The environmental impact report was published recently (read it here.). Comments on the Environmental Impact Report can be made at a public meeting from 4 p.m. to 6 p.m. Jan. 15 at the Hammon Senior Center, 1033 W. Las Palmas Ave., in Patterson. Written comments will be accepted until Jan. 27 at Del Puerto Water District, 17840 Ward Ave., Patterson 95363. If you appreciate the intrinsic value of our precious local canyon, I hope you will comment and make your voice heard.
I've written often about Del Puerto Canyon over the years (see many of the articles here), and to give you a feel for the unique nature of the canyon, I'm adapting an article from last May.
|The strange and alien landscape in upper Del Puerto Canyon.|
|"Del Puerto" refers to "The Gate", the constriction of hard sandstone at the mouth of the canyon. This will be the site of the proposed dam. It will be more than 200 feet high.|
|This is an active landslide that will be partially inundated by the proposed reservoir. I am concerned about the effect of adding water to the slip plane. California's first discovery of dinosaur bones was at the top of this slope.|
In Del Puerto Canyon, the ocean floor is covered by...a bit of sediment. About 25,000 feet of it! The sediments poured off the mountainous edge of the continent during the later part of the dinosaur era, the Cretaceous Period. There was a huge subduction zone that formed as oceanic crust plunged into the mantle beneath the edge of the North American continent. This so-called Cascadia Subduction Zone caused volcanoes to form where the Sierra Nevada is today, but the area offshore of the volcanic arc, the forearc basin, collected sediments. As the sediments accumulated, they pressed the crust downward and even more sediment piled on top. Eventually the layers reached a thickness of five miles.

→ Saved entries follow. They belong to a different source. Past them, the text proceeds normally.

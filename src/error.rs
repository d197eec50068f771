use crate::size_class::SizeClass;

#[derive(Debug, Clone, PartialEq, Eq, thiserror::Error)]
pub enum BreakpointError {
    #[error("breakpoint key not found: {0:?}")]
    KeyNotFound(String),
    #[error("size class `{0}` is configured more than once")]
    DuplicateSizeClass(SizeClass),
    #[error("size class `{class}` at {px}px does not come after `{previous}` at {previous_px}px")]
    NonMonotonic {
        class: SizeClass,
        px: u32,
        previous: SizeClass,
        previous_px: u32,
    },
    #[error("size class `{class}` has no valid variants at {px}px")]
    InvalidBoundary { class: SizeClass, px: u32 },
    #[error("compound key `{compound}` refers to `{part}`, which is not in the table")]
    UnknownCompoundPart { compound: String, part: String },
    #[error("breakpoint key `{0}` is defined more than once")]
    DuplicateKey(String),
}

The basin collected fossils as well. There were the usual shells of clams, snails and ammonites, a variety of shark teeth, and three groups of seagoing reptiles, the plesiosaurs (think Loch Ness), ichthyosaurs (think reptilian version of a dolphin), and 35-foot-long mosasaurs (think "swim for your life!"). Even dinosaur fossils have been found. The first dinosaur ever found in California, a Saurolophus, was discovered in the lower reaches of Del Puerto Canyon in 1935.
Eventually, one will reach the base of the oldest sediments, and encounter the ocean crust itself. Faulting obscures some of the relationships, and so in the picture below we see some of the oldest sediment on the right (somewhat brownish shale) and basaltic/andesitic volcanic rock on the left (greenish gray), separated by a fault. The volcanic rocks are harder, and the canyon takes on a more rugged aspect as we climb higher into the mountains.
There is a spot in one of the most rugged parts of the canyon to investigate the gabbro where it was pierced by a vein of quartz (below). People have looked for gold here, but I doubt they found any.
Just a few more miles up the canyon we penetrate the uppermost part of the mantle. The rock originally consisted of ultramafic minerals like olivine and pyroxene, but here the rock has been metamorphosed into serpentine, California's state rock. The rock was sheared and faulted on its way to the surface, leaving shiny green and black polished surfaces (below).
Del Puerto Canyon is traversed (slowly) by Highway 130, originating in Patterson on the floor of the Great Valley. It can also be reached by way of Mines Road out of Livermore, a winding road out of the San Jose area over Mt. Hamilton and the Lick Observatory complex. It is not a fast way to go!
I know that there is a need for water in the Central Valley. But no matter how many dams get built, there will never be enough to meet the expressed needs and desire of agribusiness. But I feel that we need to keep some of the wild places, and Del Puerto is one of those especially unique places to learn about our planet. I hope you will make your voice heard about this project.